DATASET EXCERPTS Start Marker

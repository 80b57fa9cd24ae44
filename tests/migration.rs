// End-to-end migration scenarios against the in-memory and SQLite stores.

use chrono::NaiveDate;
use finance_migration::store::sqlite::Table;
use finance_migration::{
    BudgetRecord, EntityStore, ExpenseDetails, ExpenseRecord, InMemoryStore, ItemStatus,
    JobStatus, LinkEvent, MappingGroup, MappingRequest, MappingResult, MigrationConfig,
    MigrationService, RetryPolicy, SqliteStore, LINKING_TOPIC,
};
use std::collections::{BTreeSet, HashSet};
use std::sync::Arc;
use std::time::Duration;

const OWNER: &str = "owner-42";

fn budget(old_id: &str, expenses: &[&str]) -> BudgetRecord {
    BudgetRecord {
        old_id: old_id.to_string(),
        name: Some(format!("Budget {}", old_id)),
        description: Some("imported".to_string()),
        amount: Some(1000.0),
        start_date: NaiveDate::from_ymd_opt(2024, 1, 1),
        end_date: NaiveDate::from_ymd_opt(2024, 12, 31),
        remaining_amount: Some(750.0),
        expense_ids: expenses.iter().map(|s| s.to_string()).collect(),
    }
}

fn expense(old_id: &str, budgets: &[&str]) -> ExpenseRecord {
    ExpenseRecord {
        old_id: old_id.to_string(),
        date: NaiveDate::from_ymd_opt(2024, 4, 15),
        category: Some("food".to_string()),
        expense: ExpenseDetails {
            expense_name: Some(format!("Expense {}", old_id)),
            amount: Some(42.0),
            expense_type: None,
            payment_method: Some("Credit Card".to_string()),
            net_amount: None,
            comments: None,
            credit_due: None,
        },
        budget_ids: budgets.iter().map(|s| s.to_string()).collect(),
    }
}

fn config() -> MigrationConfig {
    MigrationConfig::new()
        .with_workers(4)
        .with_batch_sizes(2, 2)
        .with_batch_retries(3, Duration::from_millis(1))
        .with_link_retry(RetryPolicy::with_delays(3, Duration::from_millis(100)))
}

/// B1..B3 and five expenses; B3 also declares E4, which is not in the request.
fn scenario() -> MappingRequest {
    MappingRequest {
        owner_id: None,
        mappings: vec![MappingGroup {
            owner_id: None,
            budgets: vec![
                budget("B1", &["E1", "E2"]),
                budget("B2", &["E3"]),
                budget("B3", &["E3", "E4"]),
            ],
            expenses: vec![
                expense("E1", &["B1"]),
                expense("E2", &["B1"]),
                expense("E3", &["B2", "B3"]),
                expense("E5", &[]),
                expense("E6", &[]),
            ],
        }],
    }
}

fn new_budget_id(result: &MappingResult, old_id: &str) -> String {
    result
        .budget_results
        .iter()
        .find(|b| b.old_budget_id == old_id)
        .and_then(|b| b.new_budget_id.clone())
        .unwrap()
}

fn new_expense_id(result: &MappingResult, old_id: &str) -> String {
    result
        .results
        .iter()
        .find(|e| e.old_expense_id == old_id)
        .and_then(|e| e.new_expense_id.clone())
        .unwrap()
}

fn set(ids: &[&String]) -> BTreeSet<String> {
    ids.iter().map(|s| s.to_string()).collect()
}

#[tokio::test(flavor = "multi_thread", worker_threads = 4)]
async fn test_scenario_links_and_single_timeout() {
    let store = Arc::new(InMemoryStore::new());
    let service = MigrationService::start(store.clone(), config());

    let result = service.map_request(Some(OWNER), scenario()).await.unwrap();

    assert!(result.success);
    assert_eq!(result.total_processed, 8);
    assert_eq!(result.success_count, 8);
    assert_eq!(result.failure_count, 0);

    assert_eq!(result.warnings.len(), 1);
    let warning = &result.warnings[0];
    assert_eq!(warning.entity_id, new_budget_id(&result, "B3"));
    assert_eq!(warning.unresolved_old_id, "E4");
    assert!(warning.message.starts_with("LinkResolutionTimeout"));
    assert!(warning.message.contains("after 3 retries"));

    let (b1, b2, b3) = (
        new_budget_id(&result, "B1"),
        new_budget_id(&result, "B2"),
        new_budget_id(&result, "B3"),
    );
    let (e1, e2, e3) = (
        new_expense_id(&result, "E1"),
        new_expense_id(&result, "E2"),
        new_expense_id(&result, "E3"),
    );

    let expense_links = |id: &str| store.get_expense(id).unwrap().unwrap().budget_ids;
    let budget_links = |id: &str| store.get_budget(id).unwrap().unwrap().expense_ids;

    assert_eq!(expense_links(&e1), set(&[&b1]));
    assert_eq!(expense_links(&e2), set(&[&b1]));
    assert_eq!(expense_links(&e3), set(&[&b2, &b3]));
    assert_eq!(budget_links(&b1), set(&[&e1, &e2]));
    assert_eq!(budget_links(&b2), set(&[&e3]));
    assert_eq!(budget_links(&b3), set(&[&e3]));
    assert!(expense_links(&new_expense_id(&result, "E5")).is_empty());

    let e3_result = result.results.iter().find(|e| e.old_expense_id == "E3").unwrap();
    assert_eq!(e3_result.budget_mappings.len(), 2);
    assert!(e3_result.budget_mappings.iter().all(|m| m.success));

    println!("✅ Scenario test passed: {}", result.summary());
}

#[tokio::test(flavor = "multi_thread", worker_threads = 4)]
async fn test_duplicate_submission_is_skipped() {
    let store = Arc::new(InMemoryStore::new());
    let service = MigrationService::start(store.clone(), config());

    let first = service.map_request(Some(OWNER), scenario()).await.unwrap();
    let budgets = store.budget_count();
    let expenses = store.expense_count();
    let links = store.link_count();

    let second = service.map_request(Some(OWNER), scenario()).await.unwrap();

    assert_eq!(second.success_count, 8);
    assert_eq!(second.skipped_count, 8);
    assert!(second.results.iter().all(|r| r.status == ItemStatus::DuplicateSkipped));
    assert!(second
        .budget_results
        .iter()
        .all(|r| r.status == ItemStatus::DuplicateSkipped));
    assert!(second.warnings.is_empty());

    assert_eq!(store.budget_count(), budgets);
    assert_eq!(store.expense_count(), expenses);
    assert_eq!(store.link_count(), links);

    // skipped records report the ids created by the first run
    assert_eq!(new_budget_id(&first, "B1"), new_budget_id(&second, "B1"));
    assert_eq!(new_expense_id(&first, "E3"), new_expense_id(&second, "E3"));

    println!("✅ Duplicate submission test passed");
}

#[tokio::test(flavor = "multi_thread", worker_threads = 4)]
async fn test_expense_created_before_its_budget() {
    let store = Arc::new(InMemoryStore::new());
    let service = MigrationService::start(store.clone(), config());

    // E9 is created in the first group, its budget only in the second
    let request = MappingRequest {
        owner_id: Some(OWNER.to_string()),
        mappings: vec![
            MappingGroup {
                owner_id: None,
                budgets: vec![],
                expenses: vec![expense("E9", &["B9"])],
            },
            MappingGroup {
                owner_id: None,
                budgets: vec![budget("B9", &[])],
                expenses: vec![],
            },
        ],
    };

    let result = service.map_request(None, request).await.unwrap();

    assert!(result.success);
    assert!(result.warnings.is_empty());
    let e9 = new_expense_id(&result, "E9");
    let b9 = new_budget_id(&result, "B9");
    assert_eq!(store.get_expense(&e9).unwrap().unwrap().budget_ids, set(&[&b9]));
    assert_eq!(store.get_budget(&b9).unwrap().unwrap().expense_ids, set(&[&e9]));
}

#[tokio::test(flavor = "multi_thread", worker_threads = 4)]
async fn test_failed_batch_is_retried_whole() {
    let store = Arc::new(InMemoryStore::new());
    let service = MigrationService::start(
        store.clone(),
        config().with_batch_sizes(4, 4),
    );
    let mut tap = service.bus().subscribe(LINKING_TOPIC);

    let request = MappingRequest {
        owner_id: Some(OWNER.to_string()),
        mappings: vec![MappingGroup {
            owner_id: None,
            budgets: vec![budget("B1", &[])],
            expenses: vec![
                expense("E1", &["B1"]),
                expense("E2", &["B1"]),
                expense("E3", &["B1"]),
                expense("E4", &["B1"]),
            ],
        }],
    };

    // create #1 is B1, #2 is E1, #3 (E2) fails mid-batch
    store.fail_nth_create(3);
    let result = service.map_request(None, request).await.unwrap();

    assert!(result.success);
    assert_eq!(store.expense_count(), 4);
    assert_eq!(store.create_calls(), 7);
    assert_eq!(store.link_count(), 4);

    let mut events = Vec::new();
    while let Ok(envelope) = tap.try_recv() {
        events.push(envelope.event);
    }
    assert_eq!(events.len(), 4);

    let mut announced = HashSet::new();
    for event in &events {
        match event {
            LinkEvent::ExpenseCreatedWithExistingBudgets { new_expense_id, .. } => {
                assert!(store.get_expense(new_expense_id).unwrap().is_some());
                announced.insert(new_expense_id.clone());
            }
            other => panic!("unexpected event {:?}", other),
        }
    }
    assert_eq!(announced.len(), 4);

    let snap = service.get_progress(&result.job_id).unwrap();
    assert_eq!(snap.processed, 5);
    assert_eq!(snap.succeeded, 5);
    assert_eq!(snap.failed, 0);
    assert_eq!(snap.status, JobStatus::Completed);

    println!("✅ Batch atomicity test passed");
}

#[tokio::test(flavor = "multi_thread", worker_threads = 4)]
async fn test_unreachable_store_fails_background_job() {
    let store = Arc::new(InMemoryStore::new());
    let service = MigrationService::start(store.clone(), config());
    store.set_unavailable(true);

    let job_id = service
        .start_job(Some(OWNER.to_string()), scenario())
        .unwrap();

    let mut snap = service.get_progress(&job_id).unwrap();
    for _ in 0..300 {
        if snap.status.is_terminal() {
            break;
        }
        tokio::time::sleep(Duration::from_millis(10)).await;
        snap = service.get_progress(&job_id).unwrap();
    }

    assert_eq!(snap.status, JobStatus::Failed);
    assert_eq!(snap.failed, 8);
    assert!(snap.error.unwrap().contains("no batch could be committed"));
}

#[tokio::test(flavor = "multi_thread", worker_threads = 4)]
async fn test_sqlite_end_to_end() {
    let sqlite = Arc::new(SqliteStore::open_in_memory().unwrap());
    sqlite.add_category(OWNER, "Food").unwrap();
    let store: Arc<dyn EntityStore> = sqlite.clone();
    let service = MigrationService::start(store.clone(), config());

    let request = MappingRequest {
        owner_id: Some(OWNER.to_string()),
        mappings: vec![MappingGroup {
            owner_id: None,
            budgets: vec![budget("B1", &["E1"]), budget("B2", &[])],
            expenses: vec![expense("E1", &["B1", "B2"]), expense("E2", &["B2"])],
        }],
    };

    let result = service.map_request(None, request.clone()).await.unwrap();
    assert!(result.success);
    assert_eq!(result.success_count, 4);
    assert_eq!(sqlite.count(Table::Links).unwrap(), 3);

    let e1 = store.get_expense(&new_expense_id(&result, "E1")).unwrap().unwrap();
    assert_eq!(e1.category, "Food");
    assert_eq!(e1.payment_method, "creditCard");
    assert_eq!(e1.budget_ids.len(), 2);

    let again = service.map_request(None, request).await.unwrap();
    assert_eq!(again.skipped_count, 4);
    assert_eq!(sqlite.count(Table::Expenses).unwrap(), 2);
    assert_eq!(sqlite.count(Table::Budgets).unwrap(), 2);
    assert_eq!(sqlite.count(Table::Links).unwrap(), 3);

    println!("✅ SQLite end-to-end test passed");
}

#[tokio::test(flavor = "multi_thread", worker_threads = 4)]
async fn test_groups_for_different_owners_keep_their_own_ids() {
    let store = Arc::new(InMemoryStore::new());
    let service = MigrationService::start(store.clone(), config());

    let group = |owner: &str| MappingGroup {
        owner_id: Some(owner.to_string()),
        budgets: vec![budget("B1", &["E1"])],
        expenses: vec![expense("E1", &["B1"])],
    };
    let request = MappingRequest {
        owner_id: None,
        mappings: vec![group("alice"), group("bob")],
    };

    let result = service.map_request(None, request).await.unwrap();

    assert!(result.success);
    assert_eq!(result.success_count, 4);
    assert_eq!(result.skipped_count, 0);
    assert!(result.warnings.is_empty());
    assert_eq!(store.budget_count(), 2);
    assert_eq!(store.expense_count(), 2);

    let new_id = |id: &Option<String>| id.clone().unwrap();
    let alice_budget = new_id(&result.budget_results[0].new_budget_id);
    let bob_budget = new_id(&result.budget_results[1].new_budget_id);
    let alice_expense = new_id(&result.results[0].new_expense_id);
    let bob_expense = new_id(&result.results[1].new_expense_id);
    assert_ne!(alice_expense, bob_expense);

    let alice = store.get_expense(&alice_expense).unwrap().unwrap();
    let bob = store.get_expense(&bob_expense).unwrap().unwrap();
    assert_eq!(alice.owner_id, "alice");
    assert_eq!(bob.owner_id, "bob");
    assert_eq!(alice.budget_ids, set(&[&alice_budget]));
    assert_eq!(bob.budget_ids, set(&[&bob_budget]));
    assert_eq!(
        store.get_budget(&bob_budget).unwrap().unwrap().expense_ids,
        set(&[&bob_expense])
    );
    assert_eq!(
        result.results[1].budget_mappings[0].new_budget_id.as_deref(),
        Some(bob_budget.as_str())
    );

    println!("✅ Per-owner identifier map test passed");
}

#[tokio::test(flavor = "multi_thread", worker_threads = 4)]
async fn test_bulk_path_publishes_linking_events() {
    let store = Arc::new(InMemoryStore::new());
    let service = MigrationService::start(store.clone(), config().with_bulk_threshold(1));
    let mut tap = service.bus().subscribe(LINKING_TOPIC);

    let request = MappingRequest {
        owner_id: Some(OWNER.to_string()),
        mappings: vec![MappingGroup {
            owner_id: None,
            budgets: vec![budget("B1", &[])],
            expenses: vec![expense("E1", &["B1"]), expense("E2", &["B1"])],
        }],
    };

    let result = service.map_request(None, request).await.unwrap();

    assert!(result.success);
    assert_eq!(result.success_count, 3);
    assert_eq!(store.link_count(), 2);

    let b1 = new_budget_id(&result, "B1");
    let (e1, e2) = (new_expense_id(&result, "E1"), new_expense_id(&result, "E2"));
    assert_eq!(store.get_budget(&b1).unwrap().unwrap().expense_ids, set(&[&e1, &e2]));

    let mut events = Vec::new();
    while let Ok(envelope) = tap.try_recv() {
        events.push(envelope.event);
    }
    assert_eq!(events.len(), 2);
    assert!(events
        .iter()
        .all(|e| matches!(e, LinkEvent::ExpenseCreatedWithExistingBudgets { .. })));

    let snap = service.get_progress(&result.job_id).unwrap();
    assert_eq!(snap.processed, 3);
    assert_eq!(snap.succeeded, 3);
    assert_eq!(snap.pending_links, 0);

    println!("✅ Bulk path linking test passed");
}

DATASET EXCERPTS End Marker

_INSTRUCTIONS FOR THE TASK_: Taking the entries above, restate exactly those lines that fall between the line with "assert!(second.warnings.is_empty());" and the line with "the first run", keeping both of those lines too.

_ANSWER SECTION_:
    assert!(second.warnings.is_empty());

    assert_eq!(store.budget_count(), budgets);
    assert_eq!(store.expense_count(), expenses);
    assert_eq!(store.link_count(), links);

    // skipped records report the ids created by the first run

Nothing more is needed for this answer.